I am not so sure I believe that she is actually in California. Not that I don't thinks she would go, I totally think she would. But I have a feeling she said that so that I won't keep mentioning turning herself in. I don't know. I just keep reminding myself that no matter where she is or what she is doing there is simply nothing I can do about it. I have an uneasy feeling now. I am so scared for her. But I am still pressing on. I am not letting those feelings take over my life again. In fact I am doing really well personally. I have lost 15 pounds so far, I have been taking care of me now, really focusing on making myself happy. My husband and I are doing great!! We have been going on dates and having lots of fun together. Our bed has even been getting a lot more action lately! LOL I think he is a bit jealous now that I am starting to look good again. I have been getting lots of attention and I love it!!! My sister and I are going into the city in 2 weekends to a bar/club. I bought a new outfit and boots to wear and my husband is a bit taken back by this new me. He told me that he is a little jealous that I am going out.
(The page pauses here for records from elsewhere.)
//! Common test utilities
//!
//! Shared setup for the integration tests: rustls initialization, managed
//! resource builders and in-memory doubles for the adapter and status seams.

#![allow(dead_code, reason = "each test binary uses a different subset")]

use async_trait::async_trait;
use kube::api::ApiResource;
use provider_magento::controller::reconciler::StatusWriter;
use provider_magento::crd::{Condition, ManagedResource};
use provider_magento::error::{ProviderError, Result};
use provider_magento::external::ExternalAdapter;
use provider_magento::translator::{self, ExternalResource};
use serde_json::{json, Value};
use std::sync::{Mutex, Once};

static RUSTLS_INIT: Once = Once::new();

/// Initialize rustls crypto provider for tests
///
/// Uses a `Once` to ensure it's only called once across all tests.
pub fn init_rustls() {
    RUSTLS_INIT.call_once(|| {
        rustls::crypto::ring::default_provider()
            .install_default()
            .expect("Failed to install rustls crypto provider");
    });
}

pub fn api_resource(kind: &str, plural: &str) -> ApiResource {
    ApiResource {
        group: "magento.web7.md".to_string(),
        version: "v1alpha1".to_string(),
        api_version: "magento.web7.md/v1alpha1".to_string(),
        kind: kind.to_string(),
        plural: plural.to_string(),
    }
}

/// Managed resource of `kind` named `name` asking for `for_provider`
pub fn managed_resource(kind: &str, name: &str, for_provider: Value) -> ManagedResource {
    let mut mr = ManagedResource {
        api_version: "magento.web7.md/v1alpha1".to_string(),
        kind: kind.to_string(),
        for_provider: for_provider.as_object().cloned().unwrap_or_default(),
        ..Default::default()
    };
    mr.metadata.name = Some(name.to_string());
    mr
}

/// Strip the trailing slash pact mock servers put on their URL
pub fn base_url(url: &impl ToString) -> String {
    let mut base_url = url.to_string();
    if base_url.ends_with('/') {
        base_url.pop();
    }
    base_url
}

/// Snapshot of one persisted write
#[derive(Debug, Clone)]
pub struct Write {
    pub target: &'static str,
    pub external_id: String,
    pub finalized: bool,
    pub conditions: Vec<Condition>,
}

/// [`StatusWriter`] that records every write
#[derive(Debug, Default)]
pub struct RecordingWriter {
    pub writes: Mutex<Vec<Write>>,
}

impl RecordingWriter {
    pub fn writes(&self) -> Vec<Write> {
        self.writes.lock().unwrap().clone()
    }

    fn record(&self, target: &'static str, mr: &ManagedResource) {
        self.writes.lock().unwrap().push(Write {
            target,
            external_id: mr.external_id().to_string(),
            finalized: mr.has_finalizer(),
            conditions: mr.conditions.clone(),
        });
    }
}

#[async_trait]
impl StatusWriter for RecordingWriter {
    async fn persist_metadata(&self, mr: &ManagedResource, _persisted: &ManagedResource) -> Result<()> {
        self.record("metadata", mr);
        Ok(())
    }

    async fn persist_status(&self, mr: &ManagedResource) -> Result<()> {
        self.record("status", mr);
        Ok(())
    }
}

/// In-memory Magento entity store for a single kind
#[derive(Debug, Default)]
pub struct FakeAdapter {
    /// Entity currently stored under `existing_id`
    pub existing: Mutex<Option<ExternalResource>>,
    /// Entity returned by `find_by_name`
    pub named: Option<ExternalResource>,
    /// `get` answers with a server error
    pub fail_get: bool,
    /// `create` is rejected by the API
    pub fail_create: bool,
    /// `delete` cannot reach the API
    pub fail_delete: bool,
    /// Id assigned by `create`
    pub next_id: u64,
    pub calls: Mutex<Vec<String>>,
}

impl FakeAdapter {
    pub fn with_existing(resource: Value) -> Self {
        Self {
            existing: Mutex::new(resource.as_object().cloned()),
            ..Default::default()
        }
    }

    pub fn calls(&self) -> Vec<String> {
        self.calls.lock().unwrap().clone()
    }

    fn call(&self, call: String) {
        self.calls.lock().unwrap().push(call);
    }
}

#[async_trait]
impl ExternalAdapter for FakeAdapter {
    fn kind(&self) -> &str {
        "Category"
    }

    async fn get(&self, external_id: &str) -> Result<ExternalResource> {
        self.call(format!("get {external_id}"));
        if self.fail_get {
            return Err(ProviderError::UnexpectedStatus {
                status: 500,
                body: "internal error".to_string(),
            });
        }
        self.existing
            .lock()
            .unwrap()
            .clone()
            .filter(|r| translator::external_id_of(r).is_ok_and(|id| id == external_id))
            .ok_or_else(|| ProviderError::NotFound {
                id: external_id.to_string(),
                path: "/rest/default/V1/categories".to_string(),
            })
    }

    async fn create(&self, desired: &ManagedResource) -> Result<ExternalResource> {
        self.call(format!("create {}", Value::Object(desired.for_provider.clone())));
        if self.fail_create {
            return Err(ProviderError::UnexpectedStatus {
                status: 400,
                body: "The \"name\" attribute value is empty.".to_string(),
            });
        }
        let mut created = desired.for_provider.clone();
        created.insert("id".to_string(), json!(self.next_id));
        *self.existing.lock().unwrap() = Some(created.clone());
        Ok(created)
    }

    async fn update(&self, external_id: &str, desired: &ManagedResource) -> Result<()> {
        self.call(format!(
            "update {external_id} {}",
            Value::Object(desired.for_provider.clone())
        ));
        Ok(())
    }

    async fn delete(&self, external_id: &str) -> Result<()> {
        self.call(format!("delete {external_id}"));
        if self.fail_delete {
            return Err(ProviderError::UnexpectedStatus {
                status: 503,
                body: "service unavailable".to_string(),
            });
        }
        *self.existing.lock().unwrap() = None;
        Ok(())
    }

    fn is_up_to_date(
        &self,
        observed: Option<&ExternalResource>,
        desired: Option<&ManagedResource>,
    ) -> Result<bool> {
        let (Some(observed), Some(desired)) = (observed, desired) else {
            return Err(ProviderError::NilInput);
        };
        Ok(translator::is_up_to_date(
            observed,
            &desired.for_provider,
            &["name"],
        ))
    }

    async fn find_by_name(&self, _desired: &ManagedResource) -> Result<Option<ExternalResource>> {
        self.call("find_by_name".to_string());
        Ok(self.named.clone())
    }
}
He is not used to this. Me sitting home on the couch in my sweats, hair in a bun, no make up and no desire to do anything fun is what he is comfortable with. With me that way, there is no threat. But now, I think he feels a little threatened by my new found zest for life. It feels really good. A girl needs that jealousy from her man once in a while, right?
Anyway, that's my update. I will keep you all posted. Thanks for listening.